*** Opening DATA SHOWN ***

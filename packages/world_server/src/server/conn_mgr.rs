//! See `ConnMgr`.

use crate::{
    message::*,
    server::{
        network::*,
        world::World,
    },
};
use chunk_data::*;
use std::collections::HashMap;
use slab::Slab;
use tokio::sync::oneshot::{
    self,
    error::TryRecvError,
};
use anyhow::{
    Result,
    anyhow,
    ensure,
};


/// Manages network connections and binds them to players.
///
/// Bridges from the "connection" layer of abstraction to the "player" layer of abstraction. A
/// connection goes through these states:
///
/// 1. Not a player. A connection begins here and may only send a log in.
/// 2. Logging in. The log in has been queued against the world as a snapshot request, which
///    resolves at the end of the next tick.
/// 3. Player. The snapshot has been sent to the client and the connection is bound to the
///    player's object. Movement and chat go to the world on the player's behalf.
///
/// Anything else a client sends is a protocol error which kills its connection. At most one
/// connection is bound to a player. If a player logs in again, the newer connection takes over
/// and the older one is killed.
#[derive(Default)]
pub struct ConnMgr {
    // state for each network connection, with the same indices as the network server's slab
    connections: Slab<ConnectionState>,
    // for each bound player, its connection index
    player_conn_idx: HashMap<ObjectId, usize>,
    // sequence number of the next log in, in the order the world receives them
    next_log_in: u64,
}

// state for each network connection
struct ConnectionState {
    // handle to the actual connection
    connection: Connection,
    // bound player, once logged in
    player_id: Option<ObjectId>,
    // pending log in
    logging_in: Option<PendingLogIn>,
    // whether the connection was killed. messages still in flight from it are ignored.
    killed: bool,
}

// log in queued against the world
struct PendingLogIn {
    // log ins resolving in the same tick are bound in this order, so that the last one queued wins
    // both here and in the world
    seq: u64,
    resolved: oneshot::Receiver<Result<PlayerSnapshot>>,
}

// result of polling a pending log in
enum LogInOutcome {
    Resolved(PlayerSnapshot),
    Failed(anyhow::Error),
}

impl ConnMgr {
    /// Construct.
    pub fn new() -> Self {
        Self::default()
    }

    /// The player a connection is bound to, if any.
    #[cfg(test)]
    pub fn player(&self, conn_idx: usize) -> Option<ObjectId> {
        self.connections.get(conn_idx).and_then(|state| state.player_id)
    }

    /// Process a received network event.
    pub fn handle_network_event(&mut self, world: &mut World, network_event: NetworkEvent) {
        match network_event {
            NetworkEvent::AddConnection(conn_idx, connection) => {
                // connection created, add it
                let conn_idx2 = self.connections.insert(ConnectionState {
                    connection,
                    player_id: None,
                    logging_in: None,
                    killed: false,
                });
                debug_assert_eq!(conn_idx, conn_idx2, "NetworkEvent::AddConnection idx mismatch");
                trace!(conn_idx, "connection added");
            }
            NetworkEvent::Message(conn_idx, msg) => {
                // received message, try to process it
                if let Err(e) = self.try_handle_msg(world, conn_idx, msg) {
                    // on error, kill connection
                    warn!(%e, conn_idx, "client protocol error, closing connection");
                    self.kill_connection(world, conn_idx);
                }
            }
            NetworkEvent::RemoveConnection(conn_idx) => {
                // connection stopped, remove it
                let player_id = self.connections.remove(conn_idx).player_id;
                if let Some(player_id) = player_id {
                    self.unbind_player(world, player_id, conn_idx);
                }
                trace!(conn_idx, "connection removed");
            }
        }
    }

    /// Complete log ins whose snapshot requests have resolved.
    ///
    /// Call after each tick. Sends each resolved snapshot to its client and binds the connection
    /// to the player, and kills connections whose log in failed.
    pub fn poll_logins(&mut self, world: &mut World) {
        let mut outcomes = Vec::new();
        for (conn_idx, state) in self.connections.iter_mut() {
            let pending = match state.logging_in.as_mut() {
                Some(pending) => pending,
                None => continue,
            };
            let outcome = match pending.resolved.try_recv() {
                Ok(Ok(snapshot)) => LogInOutcome::Resolved(snapshot),
                Ok(Err(e)) => LogInOutcome::Failed(e),
                Err(TryRecvError::Empty) => continue,
                Err(TryRecvError::Closed) => LogInOutcome::Failed(anyhow!("log in dropped")),
            };
            outcomes.push((pending.seq, conn_idx, outcome));
            state.logging_in = None;
        }

        outcomes.sort_by_key(|&(seq, _, _)| seq);
        for (_, conn_idx, outcome) in outcomes {
            match outcome {
                LogInOutcome::Resolved(snapshot) => self.bind_player(conn_idx, snapshot),
                LogInOutcome::Failed(e) => {
                    warn!(%e, conn_idx, "log in failed, closing connection");
                    self.kill_connection(world, conn_idx);
                }
            }
        }
    }

    // internal method to try to process a message from a network connection. error indicates that
    // the network connection should be terminated.
    fn try_handle_msg(&mut self, world: &mut World, conn_idx: usize, msg: UpMsg) -> Result<()> {
        let state = &mut self.connections[conn_idx];
        if state.killed {
            return Ok(());
        }
        match msg {
            UpMsg::LogIn { username } => {
                ensure!(
                    state.player_id.is_none() && state.logging_in.is_none(),
                    "client tried to log in twice",
                );
                ensure!(!username.is_empty(), "client tried to log in with empty username");
                debug!(conn_idx, %username, "client logging in");
                let transport = Box::new(state.connection.clone());
                state.logging_in = Some(PendingLogIn {
                    seq: self.next_log_in,
                    resolved: world.connect(username, transport),
                });
                self.next_log_in += 1;
            }
            UpMsg::MoveTo { position } => {
                let player_id = state.player_id
                    .ok_or_else(|| anyhow!("wrong time to send move to"))?;
                world.set_move_target(player_id, position);
            }
            UpMsg::Say { text } => {
                let player_id = state.player_id
                    .ok_or_else(|| anyhow!("wrong time to send say"))?;
                world.update_text_from(player_id, text);
            }
        }
        Ok(())
    }

    // internal method to send a resolved snapshot and bind the connection to its player, taking
    // the player over from any older connection.
    fn bind_player(&mut self, conn_idx: usize, snapshot: PlayerSnapshot) {
        let player_id = snapshot.player_id;
        let state = &mut self.connections[conn_idx];
        match serde_json::to_value(&snapshot) {
            Ok(payload) => {
                if let Err(e) = state.connection.send(PLAYER_STATE_EVENT, payload) {
                    debug!(%e, conn_idx, "failed to send player state");
                }
            }
            Err(e) => error!(%e, conn_idx, "failed to encode player state"),
        }
        state.player_id = Some(player_id);

        if let Some(old_conn_idx) = self.player_conn_idx.insert(player_id, conn_idx) {
            if old_conn_idx != conn_idx {
                // the world already replaced the older session, so just drop the old connection
                debug!(?player_id, old_conn_idx, conn_idx, "player logged in again, closing older connection");
                let old = &mut self.connections[old_conn_idx];
                old.player_id = None;
                old.killed = true;
                old.connection.kill();
            }
        }
    }

    // internal method to actively terminate a connection and disconnect the associated player if
    // there is one.
    fn kill_connection(&mut self, world: &mut World, conn_idx: usize) {
        // tell the network connection to die. this will trigger a corresponding
        // `NetworkEvent::RemoveConnection` to happen soon.
        let state = &mut self.connections[conn_idx];
        state.connection.kill();
        state.killed = true;
        state.logging_in = None;
        if let Some(player_id) = state.player_id.take() {
            self.unbind_player(world, player_id, conn_idx);
        }
    }

    // internal method to disconnect a player from the world, if the connection still owns it
    fn unbind_player(&mut self, world: &mut World, player_id: ObjectId, conn_idx: usize) {
        if self.player_conn_idx.get(&player_id) == Some(&conn_idx) {
            self.player_conn_idx.remove(&player_id);
            world.disconnect(player_id);
            info!(?player_id, conn_idx, "player disconnected");
        }
    }
}
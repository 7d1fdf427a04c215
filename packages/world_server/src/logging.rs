//! Global logging system.

use std::{
    fs::File,
    sync::Arc,
    env,
    panic,
};
use backtrace::Backtrace;
use tracing_subscriber::{
    fmt::{
        self,
        time::uptime,
    },
    prelude::*,
    Registry,
    EnvFilter,
};
use anyhow::{
    Result,
    Context,
};


/// Default logging environment filter. Our crates are debug, everything else is warn.
const DEFAULT_FILTER: &'static str = "warn,world_server=debug,chunk_data=debug";

/// Name of the file logs are also written to, in the working directory.
const LOG_FILE_NAME: &'static str = "log";

/// Initializes a `tracing` logging backend which outputs to stdout and also a `log` file. Accepts
/// ecosystem-standard `RUST_LOG` env filters. Routes panics through the logging system too.
pub fn init_logging() -> Result<()> {
    let format = fmt::format()
        .compact()
        .with_timer(uptime())
        .with_line_number(true);
    let stdout_log = fmt::layer()
        .event_format(format);

    let log_file = File::create(LOG_FILE_NAME)
        .context("unable to create log file")?;
    let log_file_log = tracing_subscriber::fmt::layer()
        .with_ansi(false)
        .with_writer(Arc::new(log_file));

    let mut filter = DEFAULT_FILTER.to_owned();
    if let Ok(env_filter) = env::var(EnvFilter::DEFAULT_ENV) {
        filter.push(',');
        filter.push_str(&env_filter);
    }

    let subscriber = Registry::default()
        .with(EnvFilter::new(filter))
        .with(stdout_log)
        .with(log_file_log);
    tracing::subscriber::set_global_default(subscriber)
        .context("unable to install log subscriber")?;
    info!("starting program");

    // make panic messages and backtrace go through logging system
    panic::set_hook(Box::new(|info| {
        error!("{}", info);
        if env::var("RUST_BACKTRACE").map(|val| val == "1").unwrap_or(true) {
            error!("{:?}", Backtrace::new());
        }
    }));
    trace!("installed custom panic hook");
    Ok(())
}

*** Closing DATA SHOWN ***

PROBLEM DESCRIPTION »
Once you find the line with "use chunk_data::*;" above, print it and every line after it up to and including the line with "send a log in.", exactly as written and nothing else.

ANSWER BOX »
use chunk_data::*;
use std::collections::HashMap;
use slab::Slab;
use tokio::sync::oneshot::{
    self,
    error::TryRecvError,
};
use anyhow::{
    Result,
    anyhow,
    ensure,
};


/// Manages network connections and binds them to players.
///
/// Bridges from the "connection" layer of abstraction to the "player" layer of abstraction. A
/// connection goes through these states:
///
/// 1. Not a player. A connection begins here and may only send a log in.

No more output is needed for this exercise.